_What is required:_ Restating the data word for word is all that is required.

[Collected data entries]
-=-=-
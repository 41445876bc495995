use std::fmt;

use super::context::FilterContext;
use super::error::{ConfigError, FilterError};
use super::rule::RuleNode;

/// An ordered CSS rule tree.
///
/// Node order is cascade order; filtering and serialization both preserve it
/// at every nesting level.
#[derive(Debug, Clone, Default, PartialEq, Eq)]
pub struct Stylesheet {
    pub(crate) rules: Vec<RuleNode>,
}

impl Stylesheet {
    /// Parse raw CSS text into a rule tree.
    ///
    /// # Errors
    ///
    /// Returns [`CriticalError::Config`](crate::CriticalError::Config) when
    /// `source` is blank, or [`CriticalError::Parse`](crate::CriticalError::Parse)
    /// when it is not valid CSS.
    ///
    /// # Example
    ///
    /// ```
    /// use abovefold::Stylesheet;
    ///
    /// let sheet = Stylesheet::from_source("h1 { font-size: 2em; }").unwrap();
    /// assert_eq!(sheet.len(), 1);
    /// ```
    pub fn from_source(source: &str) -> Result<Self, crate::CriticalError> {
        if source.trim().is_empty() {
            return Err(ConfigError::EmptySource.into());
        }
        let rules = crate::parse::parse(source)?;
        Ok(Self { rules })
    }

    /// Read a CSS file and parse it into a rule tree.
    ///
    /// # Errors
    ///
    /// Returns [`CriticalError`](crate::CriticalError) on I/O, blank-source,
    /// or parse failure.
    pub fn from_file(path: impl AsRef<std::path::Path>) -> Result<Self, crate::CriticalError> {
        let source = std::fs::read_to_string(path)?;
        Self::from_source(&source)
    }

    /// Filter this tree down to the rules critical for the context's
    /// viewport: rules whose selector the oracle reports visible, plus
    /// force-included rules, with media groups kept only while a filtered
    /// child survives.
    ///
    /// # Errors
    ///
    /// Returns [`FilterError`] on a structurally invalid tree or when the
    /// oracle fails.
    pub fn critical(&self, ctx: &FilterContext<'_>) -> Result<Stylesheet, FilterError> {
        let rules = crate::filter::filter(&self.rules, ctx)?;
        Ok(Stylesheet { rules })
    }

    /// Serialize the tree back to normalized CSS text.
    ///
    /// Top-level rules are newline-joined with no trailing newline; the
    /// output is byte-identical across repeated calls on the same tree.
    #[must_use]
    pub fn to_css(&self) -> String {
        crate::render::render(&self.rules)
    }

    #[must_use]
    pub fn rules(&self) -> &[RuleNode] {
        &self.rules
    }

    #[must_use]
    pub fn len(&self) -> usize {
        self.rules.len()
    }

    #[must_use]
    pub fn is_empty(&self) -> bool {
        self.rules.is_empty()
    }
}

#[cfg(feature = "json-rules")]
impl Stylesheet {
    /// Serialize this rule tree as a JSON rule array.
    ///
    /// The wire shape (`cssText`, `selectorText`, `media.mediaText`,
    /// `cssRules`) matches what browser CSSOM dumps produce, so trees can be
    /// exchanged with tooling that speaks that format.
    ///
    /// # Errors
    ///
    /// Returns [`JsonRulesError`](crate::JsonRulesError) if encoding fails.
    pub fn to_json(&self) -> Result<String, crate::serial::JsonRulesError> {
        crate::serial::encode(&self.rules)
    }

    /// Deserialize a rule tree from a JSON rule array previously produced by
    /// [`to_json`](Self::to_json) or by a CSSOM dump.
    ///
    /// # Errors
    ///
    /// Returns [`JsonRulesError`](crate::JsonRulesError) on invalid JSON or
    /// a structurally malformed rule object.
    pub fn from_json(json: &str) -> Result<Self, crate::serial::JsonRulesError> {
        let rules = crate::serial::decode(json)?;
        Ok(Self { rules })
    }
}

impl From<Vec<RuleNode>> for Stylesheet {
    fn from(rules: Vec<RuleNode>) -> Self {
        Self { rules }
    }
}

impl FromIterator<RuleNode> for Stylesheet {
    fn from_iter<I: IntoIterator<Item = RuleNode>>(iter: I) -> Self {
        Self {
            rules: iter.into_iter().collect(),
        }
    }
}

impl fmt::Display for Stylesheet {
    fn fmt(&self, f: &mut fmt::Formatter<'_>) -> fmt::Result {
        f.write_str(&self.to_css())
    }
}
use thiserror::Error;

use super::oracle::PageError;

/// Misconfiguration detected before any I/O or oracle work starts.
#[derive(Debug, Error)]
pub enum ConfigError {
    #[error("target must be a non-empty string")]
    EmptyTarget,

    #[error("stylesheet source must be a non-empty string")]
    EmptySource,

    #[error("viewport width must be non-zero")]
    ZeroWidth,

    #[error("viewport height must be non-zero")]
    ZeroHeight,

    #[error("force-include selector at position {index} is empty")]
    EmptyForceInclude { index: usize },
}

/// Errors raised while filtering a rule tree.
#[derive(Debug, Error)]
pub enum FilterError {
    #[error("rule {index} has an empty selector")]
    EmptySelector { index: usize },

    #[error(transparent)]
    Page(#[from] PageError),
}

#[cfg(test)]
mod tests {
    use super::*;

    #[test]
    fn empty_target_message() {
        assert_eq!(
            ConfigError::EmptyTarget.to_string(),
            "target must be a non-empty string"
        );
    }

    #[test]
    fn empty_force_include_message() {
        let err = ConfigError::EmptyForceInclude { index: 2 };
        assert_eq!(
            err.to_string(),
            "force-include selector at position 2 is empty"
        );
    }

    #[test]
    fn empty_selector_message() {
        let err = FilterError::EmptySelector { index: 0 };
        assert_eq!(err.to_string(), "rule 0 has an empty selector");
    }

    #[test]
    fn page_error_passes_through() {
        let err = FilterError::from(PageError::Backend("timeout".into()));
        assert_eq!(err.to_string(), "renderer failure: timeout");
    }
}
-=-=-
_Result:_
repository 41445876bc495995
use std::fmt;

use super::context::FilterContext;
use super::error::{ConfigError, FilterError};
use super::rule::RuleNode;

/// An ordered CSS rule tree.
///
/// Node order is cascade order; filtering and serialization both preserve it
/// at every nesting level.
#[derive(Debug, Clone, Default, PartialEq, Eq)]
pub struct Stylesheet {
    pub(crate) rules: Vec<RuleNode>,
}

impl Stylesheet {
    /// Parse raw CSS text into a rule tree.
    ///
    /// # Errors
    ///
    /// Returns [`CriticalError::Config`](crate::CriticalError::Config) when
    /// `source` is blank, or [`CriticalError::Parse`](crate::CriticalError::Parse)
    /// when it is not valid CSS.
    ///
    /// # Example
    ///
    /// ```
    /// use abovefold::Stylesheet;
    ///
    /// let sheet = Stylesheet::from_source("h1 { font-size: 2em; }").unwrap();
    /// assert_eq!(sheet.len(), 1);
    /// ```
    pub fn from_source(source: &str) -> Result<Self, crate::CriticalError> {
        if source.trim().is_empty() {
            return Err(ConfigError::EmptySource.into());
        }
        let rules = crate::parse::parse(source)?;
        Ok(Self { rules })
    }

    /// Read a CSS file and parse it into a rule tree.
    ///
    /// # Errors
    ///
    /// Returns [`CriticalError`](crate::CriticalError) on I/O, blank-source,
    /// or parse failure.
    pub fn from_file(path: impl AsRef<std::path::Path>) -> Result<Self, crate::CriticalError> {
        let source = std::fs::read_to_string(path)?;
        Self::from_source(&source)
    }

    /// Filter this tree down to the rules critical for the context's
    /// viewport: rules whose selector the oracle reports visible, plus
    /// force-included rules, with media groups kept only while a filtered
    /// child survives.
    ///
    /// # Errors
    ///
    /// Returns [`FilterError`] on a structurally invalid tree or when the
    /// oracle fails.
    pub fn critical(&self, ctx: &FilterContext<'_>) -> Result<Stylesheet, FilterError> {
        let rules = crate::filter::filter(&self.rules, ctx)?;
        Ok(Stylesheet { rules })
    }

    /// Serialize the tree back to normalized CSS text.
    ///
    /// Top-level rules are newline-joined with no trailing newline; the
    /// output is byte-identical across repeated calls on the same tree.
    #[must_use]
    pub fn to_css(&self) -> String {
        crate::render::render(&self.rules)
    }

    #[must_use]
    pub fn rules(&self) -> &[RuleNode] {
        &self.rules
    }

    #[must_use]
    pub fn len(&self) -> usize {
        self.rules.len()
    }

    #[must_use]
    pub fn is_empty(&self) -> bool {
        self.rules.is_empty()
    }
}

#[cfg(feature = "json-rules")]
impl Stylesheet {
    /// Serialize this rule tree as a JSON rule array.
    ///
    /// The wire shape (`cssText`, `selectorText`, `media.mediaText`,
    /// `cssRules`) matches what browser CSSOM dumps produce, so trees can be
    /// exchanged with tooling that speaks that format.
    ///
    /// # Errors
    ///
    /// Returns [`JsonRulesError`](crate::JsonRulesError) if encoding fails.
    pub fn to_json(&self) -> Result<String, crate::serial::JsonRulesError> {
        crate::serial::encode(&self.rules)
    }

    /// Deserialize a rule tree from a JSON rule array previously produced by
    /// [`to_json`](Self::to_json) or by a CSSOM dump.
    ///
    /// # Errors
    ///
    /// Returns [`JsonRulesError`](crate::JsonRulesError) on invalid JSON or
    /// a structurally malformed rule object.
    pub fn from_json(json: &str) -> Result<Self, crate::serial::JsonRulesError> {
        let rules = crate::serial::decode(json)?;
        Ok(Self { rules })
    }
}

impl From<Vec<RuleNode>> for Stylesheet {
    fn from(rules: Vec<RuleNode>) -> Self {
        Self { rules }
    }
}

impl FromIterator<RuleNode> for Stylesheet {
    fn from_iter<I: IntoIterator<Item = RuleNode>>(iter: I) -> Self {
        Self {
            rules: iter.into_iter().collect(),
        }
    }
}

impl fmt::Display for Stylesheet {
    fn fmt(&self, f: &mut fmt::Formatter<'_>) -> fmt::Result {
        f.write_str(&self.to_css())
    }
}
use thiserror::Error;

use super::oracle::PageError;

/// Misconfiguration detected before any I/O or oracle work starts.
#[derive(Debug, Error)]
pub enum ConfigError {
    #[error("target must be a non-empty string")]
    EmptyTarget,

    #[error("stylesheet source must be a non-empty string")]
    EmptySource,

    #[error("viewport width must be non-zero")]
    ZeroWidth,

    #[error("viewport height must be non-zero")]
    ZeroHeight,

    #[error("force-include selector at position {index} is empty")]
    EmptyForceInclude { index: usize },
}

/// Errors raised while filtering a rule tree.
#[derive(Debug, Error)]
pub enum FilterError {
    #[error("rule {index} has an empty selector")]
    EmptySelector { index: usize },

    #[error(transparent)]
    Page(#[from] PageError),
}

#[cfg(test)]
mod tests {
    use super::*;

    #[test]
    fn empty_target_message() {
        assert_eq!(
            ConfigError::EmptyTarget.to_string(),
            "target must be a non-empty string"
        );
    }

    #[test]
    fn empty_force_include_message() {
        let err = ConfigError::EmptyForceInclude { index: 2 };
        assert_eq!(
            err.to_string(),
            "force-include selector at position 2 is empty"
        );
    }

    #[test]
    fn empty_selector_message() {
        let err = FilterError::EmptySelector { index: 0 };
        assert_eq!(err.to_string(), "rule 0 has an empty selector");
    }

    #[test]
    fn page_error_passes_through() {
        let err = FilterError::from(PageError::Backend("timeout".into()));
        assert_eq!(err.to_string(), "renderer failure: timeout");
    }
}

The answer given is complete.